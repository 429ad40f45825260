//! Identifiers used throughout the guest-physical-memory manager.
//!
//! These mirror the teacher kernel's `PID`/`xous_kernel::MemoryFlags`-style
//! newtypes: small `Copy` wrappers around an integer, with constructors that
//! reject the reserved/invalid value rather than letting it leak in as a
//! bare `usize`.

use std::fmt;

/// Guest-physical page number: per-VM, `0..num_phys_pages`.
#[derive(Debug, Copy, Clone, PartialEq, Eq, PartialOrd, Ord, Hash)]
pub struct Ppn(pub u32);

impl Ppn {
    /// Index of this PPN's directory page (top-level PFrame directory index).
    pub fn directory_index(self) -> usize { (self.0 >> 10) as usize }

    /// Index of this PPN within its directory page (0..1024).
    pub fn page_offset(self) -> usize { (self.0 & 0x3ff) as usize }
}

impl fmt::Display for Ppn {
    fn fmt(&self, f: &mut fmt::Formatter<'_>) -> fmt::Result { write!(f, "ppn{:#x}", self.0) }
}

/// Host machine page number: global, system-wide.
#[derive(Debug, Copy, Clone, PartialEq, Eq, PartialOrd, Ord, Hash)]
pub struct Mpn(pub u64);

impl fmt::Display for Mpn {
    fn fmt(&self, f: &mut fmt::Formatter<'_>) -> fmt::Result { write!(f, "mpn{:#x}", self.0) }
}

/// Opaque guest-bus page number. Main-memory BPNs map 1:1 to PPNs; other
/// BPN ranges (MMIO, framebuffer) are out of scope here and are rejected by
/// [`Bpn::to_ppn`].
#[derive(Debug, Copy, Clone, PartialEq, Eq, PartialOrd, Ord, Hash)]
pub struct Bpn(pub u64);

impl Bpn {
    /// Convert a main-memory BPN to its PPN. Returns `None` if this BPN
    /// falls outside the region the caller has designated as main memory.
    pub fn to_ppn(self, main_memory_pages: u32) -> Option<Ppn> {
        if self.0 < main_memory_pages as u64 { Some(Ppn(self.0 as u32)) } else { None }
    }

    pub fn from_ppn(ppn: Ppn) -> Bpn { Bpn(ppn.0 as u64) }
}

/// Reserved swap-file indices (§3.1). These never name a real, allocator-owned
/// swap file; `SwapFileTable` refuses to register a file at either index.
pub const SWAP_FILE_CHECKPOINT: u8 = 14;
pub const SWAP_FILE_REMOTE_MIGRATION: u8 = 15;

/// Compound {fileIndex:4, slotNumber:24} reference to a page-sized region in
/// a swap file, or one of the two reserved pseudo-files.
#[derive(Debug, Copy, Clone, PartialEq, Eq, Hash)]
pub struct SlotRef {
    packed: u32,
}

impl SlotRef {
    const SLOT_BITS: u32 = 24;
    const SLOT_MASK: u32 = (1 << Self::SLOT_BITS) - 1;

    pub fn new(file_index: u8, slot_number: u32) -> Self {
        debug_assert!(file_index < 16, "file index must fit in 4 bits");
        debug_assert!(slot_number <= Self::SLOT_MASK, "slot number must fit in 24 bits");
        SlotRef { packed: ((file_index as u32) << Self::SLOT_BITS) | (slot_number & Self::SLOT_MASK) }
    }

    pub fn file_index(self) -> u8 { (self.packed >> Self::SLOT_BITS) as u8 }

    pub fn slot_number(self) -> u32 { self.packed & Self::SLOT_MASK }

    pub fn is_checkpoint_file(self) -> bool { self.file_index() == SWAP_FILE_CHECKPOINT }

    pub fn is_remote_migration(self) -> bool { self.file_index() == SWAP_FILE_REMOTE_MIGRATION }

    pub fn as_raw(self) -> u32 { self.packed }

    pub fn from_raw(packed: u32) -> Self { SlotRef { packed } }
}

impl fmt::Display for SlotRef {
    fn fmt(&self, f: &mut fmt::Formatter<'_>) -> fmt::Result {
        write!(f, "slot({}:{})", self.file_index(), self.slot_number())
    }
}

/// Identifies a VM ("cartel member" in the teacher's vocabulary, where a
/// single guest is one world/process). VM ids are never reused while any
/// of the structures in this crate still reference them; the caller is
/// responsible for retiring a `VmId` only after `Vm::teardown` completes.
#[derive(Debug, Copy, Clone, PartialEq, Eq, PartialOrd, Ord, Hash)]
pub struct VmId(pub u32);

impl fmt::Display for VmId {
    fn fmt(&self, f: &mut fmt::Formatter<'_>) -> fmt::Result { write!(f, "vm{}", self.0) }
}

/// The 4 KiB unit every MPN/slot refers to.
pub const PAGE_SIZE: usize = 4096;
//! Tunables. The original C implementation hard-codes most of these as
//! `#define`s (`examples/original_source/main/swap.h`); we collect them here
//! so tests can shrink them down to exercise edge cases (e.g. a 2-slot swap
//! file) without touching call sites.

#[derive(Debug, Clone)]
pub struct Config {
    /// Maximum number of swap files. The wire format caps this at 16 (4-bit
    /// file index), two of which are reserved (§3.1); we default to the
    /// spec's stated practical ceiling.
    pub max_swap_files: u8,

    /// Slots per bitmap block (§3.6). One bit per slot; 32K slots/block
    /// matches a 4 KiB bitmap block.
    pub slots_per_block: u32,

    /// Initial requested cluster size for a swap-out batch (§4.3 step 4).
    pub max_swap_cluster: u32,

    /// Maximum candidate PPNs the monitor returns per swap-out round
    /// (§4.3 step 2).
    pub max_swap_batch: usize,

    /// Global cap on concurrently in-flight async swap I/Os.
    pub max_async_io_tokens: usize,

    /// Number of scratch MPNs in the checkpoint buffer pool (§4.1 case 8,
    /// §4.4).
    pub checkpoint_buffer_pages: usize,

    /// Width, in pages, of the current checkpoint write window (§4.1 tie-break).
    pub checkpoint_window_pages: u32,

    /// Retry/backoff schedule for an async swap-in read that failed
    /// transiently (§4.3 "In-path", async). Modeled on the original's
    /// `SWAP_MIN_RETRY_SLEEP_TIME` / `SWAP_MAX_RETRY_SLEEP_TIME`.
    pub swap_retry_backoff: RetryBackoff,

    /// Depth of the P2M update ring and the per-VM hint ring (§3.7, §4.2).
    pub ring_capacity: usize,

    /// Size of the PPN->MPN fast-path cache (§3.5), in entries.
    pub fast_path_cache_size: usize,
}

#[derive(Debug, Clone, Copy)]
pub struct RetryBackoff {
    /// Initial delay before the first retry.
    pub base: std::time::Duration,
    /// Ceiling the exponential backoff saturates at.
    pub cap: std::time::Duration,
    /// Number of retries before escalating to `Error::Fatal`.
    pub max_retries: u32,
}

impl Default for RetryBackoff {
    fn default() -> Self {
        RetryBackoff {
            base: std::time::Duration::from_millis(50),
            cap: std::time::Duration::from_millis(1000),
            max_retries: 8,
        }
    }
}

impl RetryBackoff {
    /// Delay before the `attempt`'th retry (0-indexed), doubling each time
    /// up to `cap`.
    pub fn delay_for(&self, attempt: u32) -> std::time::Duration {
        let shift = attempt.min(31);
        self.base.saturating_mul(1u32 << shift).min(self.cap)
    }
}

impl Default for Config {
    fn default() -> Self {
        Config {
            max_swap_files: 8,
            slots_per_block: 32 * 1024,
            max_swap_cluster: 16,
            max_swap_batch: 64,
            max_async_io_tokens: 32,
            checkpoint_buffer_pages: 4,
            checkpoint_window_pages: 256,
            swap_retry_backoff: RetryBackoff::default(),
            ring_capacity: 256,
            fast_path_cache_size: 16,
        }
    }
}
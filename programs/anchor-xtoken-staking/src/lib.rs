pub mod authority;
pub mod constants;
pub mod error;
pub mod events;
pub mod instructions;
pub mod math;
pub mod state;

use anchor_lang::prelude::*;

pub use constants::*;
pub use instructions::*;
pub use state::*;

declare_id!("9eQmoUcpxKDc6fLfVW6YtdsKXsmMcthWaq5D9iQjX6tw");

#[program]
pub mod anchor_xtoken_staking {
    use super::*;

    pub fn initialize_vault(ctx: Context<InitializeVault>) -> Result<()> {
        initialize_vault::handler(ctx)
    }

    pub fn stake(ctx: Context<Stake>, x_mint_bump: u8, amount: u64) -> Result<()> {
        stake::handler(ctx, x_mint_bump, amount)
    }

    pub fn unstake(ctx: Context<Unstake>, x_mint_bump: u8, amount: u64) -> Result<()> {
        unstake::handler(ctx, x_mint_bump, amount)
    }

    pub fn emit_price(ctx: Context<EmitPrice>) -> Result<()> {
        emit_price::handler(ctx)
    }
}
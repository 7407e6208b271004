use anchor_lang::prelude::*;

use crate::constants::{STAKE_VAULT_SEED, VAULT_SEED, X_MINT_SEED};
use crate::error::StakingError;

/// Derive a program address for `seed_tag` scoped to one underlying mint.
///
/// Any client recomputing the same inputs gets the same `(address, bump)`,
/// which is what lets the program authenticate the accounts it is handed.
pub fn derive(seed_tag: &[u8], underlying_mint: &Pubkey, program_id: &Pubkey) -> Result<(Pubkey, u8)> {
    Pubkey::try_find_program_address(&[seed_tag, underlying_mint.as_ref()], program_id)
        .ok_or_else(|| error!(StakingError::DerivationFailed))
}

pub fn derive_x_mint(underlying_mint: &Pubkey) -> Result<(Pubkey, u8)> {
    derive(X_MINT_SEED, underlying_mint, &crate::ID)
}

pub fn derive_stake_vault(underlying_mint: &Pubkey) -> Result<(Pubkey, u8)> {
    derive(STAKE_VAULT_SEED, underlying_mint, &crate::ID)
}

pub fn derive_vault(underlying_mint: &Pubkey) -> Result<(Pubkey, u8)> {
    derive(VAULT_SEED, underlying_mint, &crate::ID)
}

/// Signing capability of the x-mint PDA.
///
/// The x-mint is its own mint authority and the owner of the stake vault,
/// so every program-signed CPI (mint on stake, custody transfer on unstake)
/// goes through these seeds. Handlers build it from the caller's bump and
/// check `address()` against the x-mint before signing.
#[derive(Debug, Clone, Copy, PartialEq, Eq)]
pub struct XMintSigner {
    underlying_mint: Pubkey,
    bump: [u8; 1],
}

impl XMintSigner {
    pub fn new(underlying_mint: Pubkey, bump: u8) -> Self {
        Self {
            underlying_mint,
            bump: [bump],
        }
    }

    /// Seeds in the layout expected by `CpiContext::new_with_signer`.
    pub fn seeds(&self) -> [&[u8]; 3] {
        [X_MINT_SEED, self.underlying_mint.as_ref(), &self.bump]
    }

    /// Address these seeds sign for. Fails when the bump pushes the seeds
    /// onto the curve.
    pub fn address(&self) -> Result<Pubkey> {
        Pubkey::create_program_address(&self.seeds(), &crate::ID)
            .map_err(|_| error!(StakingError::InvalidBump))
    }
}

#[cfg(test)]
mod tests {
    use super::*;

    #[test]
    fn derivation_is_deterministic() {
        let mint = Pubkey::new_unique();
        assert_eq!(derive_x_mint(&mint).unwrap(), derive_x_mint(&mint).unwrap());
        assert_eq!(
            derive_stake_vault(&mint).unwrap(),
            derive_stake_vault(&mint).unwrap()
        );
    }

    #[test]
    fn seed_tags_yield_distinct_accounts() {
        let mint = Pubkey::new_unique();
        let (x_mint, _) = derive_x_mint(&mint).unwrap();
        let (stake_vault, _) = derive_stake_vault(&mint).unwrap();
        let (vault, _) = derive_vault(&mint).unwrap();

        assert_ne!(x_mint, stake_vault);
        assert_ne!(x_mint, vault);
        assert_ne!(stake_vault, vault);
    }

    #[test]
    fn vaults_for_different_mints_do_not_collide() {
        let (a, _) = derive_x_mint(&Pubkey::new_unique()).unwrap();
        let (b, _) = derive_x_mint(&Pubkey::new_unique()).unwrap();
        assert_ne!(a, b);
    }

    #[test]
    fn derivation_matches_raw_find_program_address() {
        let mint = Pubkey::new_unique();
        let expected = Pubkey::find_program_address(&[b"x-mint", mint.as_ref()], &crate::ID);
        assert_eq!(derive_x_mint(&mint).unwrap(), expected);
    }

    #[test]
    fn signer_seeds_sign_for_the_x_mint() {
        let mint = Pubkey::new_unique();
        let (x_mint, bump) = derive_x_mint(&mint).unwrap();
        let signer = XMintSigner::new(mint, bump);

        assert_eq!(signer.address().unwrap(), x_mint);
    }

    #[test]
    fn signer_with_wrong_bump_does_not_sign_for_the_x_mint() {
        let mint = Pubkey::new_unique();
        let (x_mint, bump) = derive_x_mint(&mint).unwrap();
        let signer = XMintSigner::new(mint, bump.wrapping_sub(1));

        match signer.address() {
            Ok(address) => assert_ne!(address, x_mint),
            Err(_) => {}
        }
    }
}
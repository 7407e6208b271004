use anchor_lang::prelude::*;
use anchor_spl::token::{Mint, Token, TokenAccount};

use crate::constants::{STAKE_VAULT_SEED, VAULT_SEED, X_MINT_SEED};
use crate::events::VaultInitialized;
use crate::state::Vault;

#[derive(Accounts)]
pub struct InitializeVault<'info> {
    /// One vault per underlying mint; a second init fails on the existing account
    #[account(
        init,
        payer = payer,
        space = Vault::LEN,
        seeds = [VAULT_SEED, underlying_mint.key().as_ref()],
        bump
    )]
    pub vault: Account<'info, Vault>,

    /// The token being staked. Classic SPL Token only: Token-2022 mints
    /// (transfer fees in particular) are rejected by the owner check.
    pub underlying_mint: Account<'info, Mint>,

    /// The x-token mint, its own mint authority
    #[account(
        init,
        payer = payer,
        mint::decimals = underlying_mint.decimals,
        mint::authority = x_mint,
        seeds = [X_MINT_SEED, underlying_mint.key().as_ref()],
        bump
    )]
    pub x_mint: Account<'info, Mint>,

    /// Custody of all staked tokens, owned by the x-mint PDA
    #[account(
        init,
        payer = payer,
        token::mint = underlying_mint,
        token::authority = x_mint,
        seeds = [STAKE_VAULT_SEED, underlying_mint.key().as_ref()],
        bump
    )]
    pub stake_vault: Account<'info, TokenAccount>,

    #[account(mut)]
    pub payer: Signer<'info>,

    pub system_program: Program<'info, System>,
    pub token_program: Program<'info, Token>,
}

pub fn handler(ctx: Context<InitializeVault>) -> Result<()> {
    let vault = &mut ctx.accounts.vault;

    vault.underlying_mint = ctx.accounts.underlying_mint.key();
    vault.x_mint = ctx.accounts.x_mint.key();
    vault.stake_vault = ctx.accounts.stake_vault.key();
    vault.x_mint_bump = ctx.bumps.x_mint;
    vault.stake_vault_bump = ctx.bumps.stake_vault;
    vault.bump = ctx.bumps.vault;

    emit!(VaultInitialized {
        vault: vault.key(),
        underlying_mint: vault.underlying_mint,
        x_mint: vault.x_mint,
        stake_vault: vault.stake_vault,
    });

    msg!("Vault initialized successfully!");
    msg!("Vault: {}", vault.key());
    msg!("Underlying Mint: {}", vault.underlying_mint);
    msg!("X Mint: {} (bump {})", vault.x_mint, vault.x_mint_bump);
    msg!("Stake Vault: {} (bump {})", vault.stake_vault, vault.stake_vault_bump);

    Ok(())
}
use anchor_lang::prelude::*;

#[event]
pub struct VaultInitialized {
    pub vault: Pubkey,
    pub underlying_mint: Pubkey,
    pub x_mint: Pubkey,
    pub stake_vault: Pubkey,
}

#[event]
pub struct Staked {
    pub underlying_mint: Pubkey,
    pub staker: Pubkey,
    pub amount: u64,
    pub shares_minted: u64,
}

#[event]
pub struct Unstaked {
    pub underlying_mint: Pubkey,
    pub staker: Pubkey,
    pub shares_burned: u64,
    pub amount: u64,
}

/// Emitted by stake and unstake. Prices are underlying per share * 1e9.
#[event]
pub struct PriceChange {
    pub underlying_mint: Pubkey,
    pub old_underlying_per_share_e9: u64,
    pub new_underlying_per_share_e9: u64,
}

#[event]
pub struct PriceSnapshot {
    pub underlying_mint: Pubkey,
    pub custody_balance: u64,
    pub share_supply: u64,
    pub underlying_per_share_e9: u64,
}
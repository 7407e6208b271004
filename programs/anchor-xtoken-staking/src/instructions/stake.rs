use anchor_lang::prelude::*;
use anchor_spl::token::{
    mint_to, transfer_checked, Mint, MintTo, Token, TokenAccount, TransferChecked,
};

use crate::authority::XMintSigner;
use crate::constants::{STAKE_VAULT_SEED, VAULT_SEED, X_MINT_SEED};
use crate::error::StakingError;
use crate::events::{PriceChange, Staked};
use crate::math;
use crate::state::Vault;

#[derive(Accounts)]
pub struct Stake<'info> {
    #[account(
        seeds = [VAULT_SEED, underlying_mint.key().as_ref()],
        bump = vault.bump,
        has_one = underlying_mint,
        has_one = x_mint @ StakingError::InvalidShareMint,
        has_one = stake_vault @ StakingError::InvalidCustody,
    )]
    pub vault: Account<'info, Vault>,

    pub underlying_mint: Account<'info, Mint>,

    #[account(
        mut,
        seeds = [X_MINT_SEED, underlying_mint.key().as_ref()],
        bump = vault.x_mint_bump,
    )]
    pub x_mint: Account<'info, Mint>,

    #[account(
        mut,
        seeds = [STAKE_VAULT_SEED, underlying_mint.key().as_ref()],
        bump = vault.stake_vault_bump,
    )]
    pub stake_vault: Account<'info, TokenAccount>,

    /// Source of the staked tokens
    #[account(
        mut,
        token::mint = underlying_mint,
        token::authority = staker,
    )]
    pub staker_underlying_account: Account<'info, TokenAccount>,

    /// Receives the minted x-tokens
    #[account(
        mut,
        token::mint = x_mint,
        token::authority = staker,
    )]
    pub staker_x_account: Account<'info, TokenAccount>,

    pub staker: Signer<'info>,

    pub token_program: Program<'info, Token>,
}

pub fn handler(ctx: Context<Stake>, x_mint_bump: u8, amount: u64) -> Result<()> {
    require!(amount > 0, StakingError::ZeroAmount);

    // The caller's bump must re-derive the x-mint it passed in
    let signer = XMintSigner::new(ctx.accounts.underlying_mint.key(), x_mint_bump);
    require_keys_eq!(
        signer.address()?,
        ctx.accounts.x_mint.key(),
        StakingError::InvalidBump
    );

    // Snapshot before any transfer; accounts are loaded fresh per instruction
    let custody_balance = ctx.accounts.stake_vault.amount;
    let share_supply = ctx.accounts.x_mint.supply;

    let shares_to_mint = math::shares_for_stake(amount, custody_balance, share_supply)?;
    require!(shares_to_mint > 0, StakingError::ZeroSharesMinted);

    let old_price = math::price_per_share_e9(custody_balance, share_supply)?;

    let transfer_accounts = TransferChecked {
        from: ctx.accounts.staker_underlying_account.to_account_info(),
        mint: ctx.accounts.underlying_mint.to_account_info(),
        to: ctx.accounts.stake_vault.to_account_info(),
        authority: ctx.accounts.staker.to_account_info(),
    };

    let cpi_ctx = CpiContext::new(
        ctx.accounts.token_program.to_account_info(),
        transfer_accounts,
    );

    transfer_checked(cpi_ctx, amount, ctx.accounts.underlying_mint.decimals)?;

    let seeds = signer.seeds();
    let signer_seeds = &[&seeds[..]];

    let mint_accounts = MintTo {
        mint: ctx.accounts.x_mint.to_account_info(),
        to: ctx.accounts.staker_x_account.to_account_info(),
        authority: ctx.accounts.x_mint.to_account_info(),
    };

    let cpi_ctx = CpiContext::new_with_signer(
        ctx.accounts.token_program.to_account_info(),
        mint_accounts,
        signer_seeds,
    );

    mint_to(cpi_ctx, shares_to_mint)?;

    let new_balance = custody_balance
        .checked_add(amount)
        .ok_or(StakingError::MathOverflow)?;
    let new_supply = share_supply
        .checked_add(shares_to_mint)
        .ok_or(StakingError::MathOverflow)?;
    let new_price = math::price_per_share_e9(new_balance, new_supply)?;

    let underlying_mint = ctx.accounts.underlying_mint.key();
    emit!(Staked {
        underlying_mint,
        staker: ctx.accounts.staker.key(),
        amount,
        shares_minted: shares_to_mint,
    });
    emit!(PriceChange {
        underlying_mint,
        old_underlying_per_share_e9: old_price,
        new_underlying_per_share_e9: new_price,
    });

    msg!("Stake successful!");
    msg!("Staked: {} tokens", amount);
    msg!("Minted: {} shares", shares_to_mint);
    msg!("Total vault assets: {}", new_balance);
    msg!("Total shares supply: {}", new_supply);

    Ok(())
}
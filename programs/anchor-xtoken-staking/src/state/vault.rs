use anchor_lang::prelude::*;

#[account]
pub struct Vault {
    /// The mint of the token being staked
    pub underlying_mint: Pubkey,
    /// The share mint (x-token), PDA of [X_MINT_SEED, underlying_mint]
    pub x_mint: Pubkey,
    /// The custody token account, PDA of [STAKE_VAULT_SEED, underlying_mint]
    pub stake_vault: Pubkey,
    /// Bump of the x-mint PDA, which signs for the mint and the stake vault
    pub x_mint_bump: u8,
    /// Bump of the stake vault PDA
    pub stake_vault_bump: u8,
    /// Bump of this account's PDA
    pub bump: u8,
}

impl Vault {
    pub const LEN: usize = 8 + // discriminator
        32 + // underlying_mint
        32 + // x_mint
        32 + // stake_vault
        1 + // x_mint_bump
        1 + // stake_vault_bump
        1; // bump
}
--------------------
*What you will do*: Above are the records; copy exactly the lines from the line with "async swap I/Os." through the line with "the first retry.", both included.

*Written solution*:
    /// Global cap on concurrently in-flight async swap I/Os.
    pub max_async_io_tokens: usize,

    /// Number of scratch MPNs in the checkpoint buffer pool (§4.1 case 8,
    /// §4.4).
    pub checkpoint_buffer_pages: usize,

    /// Width, in pages, of the current checkpoint write window (§4.1 tie-break).
    pub checkpoint_window_pages: u32,

    /// Retry/backoff schedule for an async swap-in read that failed
    /// transiently (§4.3 "In-path", async). Modeled on the original's
    /// `SWAP_MIN_RETRY_SLEEP_TIME` / `SWAP_MAX_RETRY_SLEEP_TIME`.
    pub swap_retry_backoff: RetryBackoff,

    /// Depth of the P2M update ring and the per-VM hint ring (§3.7, §4.2).
    pub ring_capacity: usize,

    /// Size of the PPN->MPN fast-path cache (§3.5), in entries.
    pub fast_path_cache_size: usize,
}

#[derive(Debug, Clone, Copy)]
pub struct RetryBackoff {
    /// Initial delay before the first retry.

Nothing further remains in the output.